Chapter 4

The 30 minute drive from the city to home seemed to drag on. I had my top down on my beautiful customized blue 02 GT; and nothing seemed to matter. I let the wind blow through my hair and I inhaled the scents of our diminishing summer. Ironically Nelly's "Hot in Herre" was blaring from the speakers. End of July is unbearable in the Midwest, the scorching temperatures getting up to 100 with humidity. Thankfully my dad let me keep my car when I left my mom's; I guess it was a consolation prize for him not being able to "fit me in" to his oversized home. A new mustang in our small town Flatville, was a huge deal and I love it. Interrupting my thoughts, Dani starts with her questioning.

"So what the hell happened last night?" Nothing but seriousness, and concern in her voice.

"It's nothing D, don't worry about it. How was your night with your love bug?"

Letting a frown seep through for a split second, "Come on Jade! Just tell me what happened!" She whined, almost with a pout. "You have got to stop bottling things up! I won't spill the beans until you do!"

She is being difficult but it makes me laugh. I know it kills her more than me not being able to tell me all the details of prince charming. She's right though she's my best friend, hell she's my family, she can help tell me what to do.

"Tommy came into the store. I thought he was coming in to see me since he wouldn't pick up his phone last night. It looks like he was playing it off as being worried. He claimed his "phone died," all though it was fully charged bright and early the second he woke up. He says his charger was at the house." Dani scoffed and mumbled something under her breath but I continue. "Tori walked up on us and you could see the guilt oozing between them. He had a hickey, and you know I hate those! So it wasn't from me. Anyways as he left he asked if I knew where to find her. He claims she left her purse there at Cole's because he hooked up with her. Of course I know he is lying so I told Tommy to get Cole in for a test. I told him Tori is crawling with diseases. He about died on the spot. After he left Bent scolded me; stressing about my weight. I know he wasn't happy we partied so hard last night. He says if we come in as drunk as I was this morning we are both getting write ups." Taking a deep breath after rattling that off so quickly, I take a sideward glance at Danika. I knew it might be a bad idea to bring up Cole since he broke her heart the same way Tommy does mine. It was only a month before she met Eli, but she seems so much better off.

"Jesus J! Just leave him," emphasizing on each word, "and his scumbag cousin! Why don't you see you can do so much better." Great here it goes, "I mean look at you and look at him! He doesn't deserve you! You're a knockout. You're smart, funny, you have so much going for you. What does he have? A bottle of liquor, and some charm?

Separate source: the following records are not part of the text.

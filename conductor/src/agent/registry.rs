//! Agent registry: agent-type name → description + constructor.
//!
//! Registration is last-write-wins and meant to happen at startup; lookups are
//! read-only afterwards. [`AgentRegistry::global`] is the process-wide instance,
//! pre-populated with the built-in agents.

use std::collections::HashMap;
use std::sync::{Arc, RwLock};

use once_cell::sync::Lazy;
use serde::Serialize;

use crate::error::AgentError;
use crate::knowledge::KnowledgeStore;
use crate::llm::LlmClient;
use crate::settings::Settings;
use crate::tools::ToolRegistry;

use super::{Agent, OrchestratorAgent, PlanningAgent, RetrievalAgent};

/// Construction arguments shared by every agent type; each type reads what it needs.
#[derive(Clone)]
pub struct AgentArgs {
    pub thread_id: String,
    pub model: Arc<dyn LlmClient>,
    /// Tools offered to the planner.
    pub tools: ToolRegistry,
    /// Knowledge store of the retriever.
    pub knowledge: Option<Arc<dyn KnowledgeStore>>,
    /// Agents the orchestrator may delegate to.
    pub managed_agents: Vec<Arc<dyn Agent>>,
    pub settings: Settings,
}

impl AgentArgs {
    pub fn new(thread_id: impl Into<String>, model: Arc<dyn LlmClient>) -> Self {
        Self {
            thread_id: thread_id.into(),
            model,
            tools: ToolRegistry::new(),
            knowledge: None,
            managed_agents: Vec::new(),
            settings: Settings::default(),
        }
    }

    pub fn with_tools(mut self, tools: ToolRegistry) -> Self {
        self.tools = tools;
        self
    }

    pub fn with_knowledge(mut self, knowledge: Arc<dyn KnowledgeStore>) -> Self {
        self.knowledge = Some(knowledge);
        self
    }

    pub fn with_managed_agents(mut self, agents: Vec<Arc<dyn Agent>>) -> Self {
        self.managed_agents = agents;
        self
    }

    pub fn with_settings(mut self, settings: Settings) -> Self {
        self.settings = settings;
        self
    }
}

pub type AgentConstructor =
    Arc<dyn Fn(AgentArgs) -> Result<Arc<dyn Agent>, AgentError> + Send + Sync>;

/// Discovery entry.
#[derive(Debug, Clone, PartialEq, Eq, Serialize)]
pub struct AgentInfo {
    pub name: String,
    pub description: String,
}

#[derive(Clone)]
struct Registration {
    description: String,
    constructor: AgentConstructor,
}

#[derive(Default)]
struct Entries {
    order: Vec<String>,
    by_name: HashMap<String, Registration>,
}

/// Name-keyed agent constructors, in registration order.
#[derive(Default)]
pub struct AgentRegistry {
    entries: RwLock<Entries>,
}

static GLOBAL: Lazy<AgentRegistry> = Lazy::new(|| {
    let registry = AgentRegistry::new();
    register_builtin_agents(&registry);
    registry
});

impl AgentRegistry {
    pub fn new() -> Self {
        Self::default()
    }

    /// Process-wide registry holding the built-in agents.
    pub fn global() -> &'static AgentRegistry {
        &GLOBAL
    }

    /// Stores (or overwrites) the constructor for `name`.
    pub fn register(
        &self,
        name: impl Into<String>,
        description: impl Into<String>,
        constructor: AgentConstructor,
    ) {
        let name = name.into();
        let mut entries = self.entries.write().unwrap_or_else(|e| e.into_inner());
        let registration = Registration {
            description: description.into(),
            constructor,
        };
        if entries.by_name.insert(name.clone(), registration).is_none() {
            entries.order.push(name.clone());
        }
        tracing::debug!(agent = %name, "agent type registered");
    }

    /// Constructor for `name`; `NotFound` lists the registered names.
    pub fn get_constructor(&self, name: &str) -> Result<AgentConstructor, AgentError> {
        let entries = self.entries.read().unwrap_or_else(|e| e.into_inner());
        entries
            .by_name
            .get(name)
            .map(|r| r.constructor.clone())
            .ok_or_else(|| AgentError::NotFound {
                kind: "agent",
                name: name.to_string(),
                available: entries.order.clone(),
            })
    }

    pub fn create(&self, name: &str, args: AgentArgs) -> Result<Arc<dyn Agent>, AgentError> {
        let constructor = self.get_constructor(name)?;
        constructor(args)
    }

    pub fn list_agents(&self) -> Vec<AgentInfo> {
        let entries = self.entries.read().unwrap_or_else(|e| e.into_inner());
        entries
            .order
            .iter()
            .filter_map(|name| {
                entries.by_name.get(name).map(|r| AgentInfo {
                    name: name.clone(),
                    description: r.description.clone(),
                })
            })
            .collect()
    }
}

/// Registers `orchestrator`, `planning` and `retrieval`.
pub fn register_builtin_agents(registry: &AgentRegistry) {
    registry.register(
        OrchestratorAgent::NAME,
        OrchestratorAgent::DESCRIPTION,
        Arc::new(|args: AgentArgs| -> Result<Arc<dyn Agent>, AgentError> {
            Ok(Arc::new(OrchestratorAgent::new(args)?))
        }),
    );
    registry.register(
        PlanningAgent::NAME,
        PlanningAgent::DESCRIPTION,
        Arc::new(|args: AgentArgs| -> Result<Arc<dyn Agent>, AgentError> {
            Ok(Arc::new(PlanningAgent::new(args)?))
        }),
    );
    registry.register(
        RetrievalAgent::NAME,
        RetrievalAgent::DESCRIPTION,
        Arc::new(|args: AgentArgs| -> Result<Arc<dyn Agent>, AgentError> {
            Ok(Arc::new(RetrievalAgent::new(args)?))
        }),
    );
}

He is bad news and you know it! "

I sit there silently listening to her, and in some ways she is right. "He told Tori we weren't together, he said he couldn't be with a cow…" letting the words whisper painfully from my lips.

"HOLY HELL! HE HAS NERVE!" She screams. Oh man she is mad. Then she looks at me worriedly, knowing all too well the answer to her own question. "Jade, what did you do when she said that? Please tell me you ignored her. You know it's not true right?" I hear her pleading with me to see things her way, I can't.

I avoid the question. "I don't want to talk about it right now D, anything else, just not this." She shakes her head, she is so stubborn!

"You need to face the facts! Bent is right to yell at you about your weight. You keep losing and losing and it is because that dick thinks you need to be a -10. It's not healthy J. You are beautiful I wish you could see that. "I laughed; this is a waste of her time.

"Don't laugh at me Jade Marie! Do you have any idea how many girls are jealous of you? How jealous I am of you? I never told you that because it is so silly, you're practically my sister. I know that you aren't rail thin, but you've got better curves than any girl I know. Despite what Tommy thinks, a size 4 is not fat. You have killer legs that I wish I could have; and everything else about you is perfect. Well maybe except your hair." She teases but she's correct on that. "I just wish you could see how incredible you really are, inside and out. I know you think you love Tommy, and vice versa but you and I both know you are holding on to something that he let go of the second he took what he wanted. You don't need a guy to love you, I love you. Let me be here for you. You are my best friend Jade. You are like my sister. Please let me be there for you, you don't need him. He always just ends up hurting you!" I hear the tears in her voice and I can't look at her. She cries so easily, she's so emotional. Probably the most passionate person I know, but I know it is only because she cares. That means more to me than she will ever know.

"Danika, I love you too! I know you care, and worry. I promise I will figure this all out. Now please give me something to smile about and tell me about your Prince!" Knowing that I could finally side track her. She gushes for the rest of the trip home about how Eli told her he loved her this morning, and of course the details of all their morning workouts.

She deserves it.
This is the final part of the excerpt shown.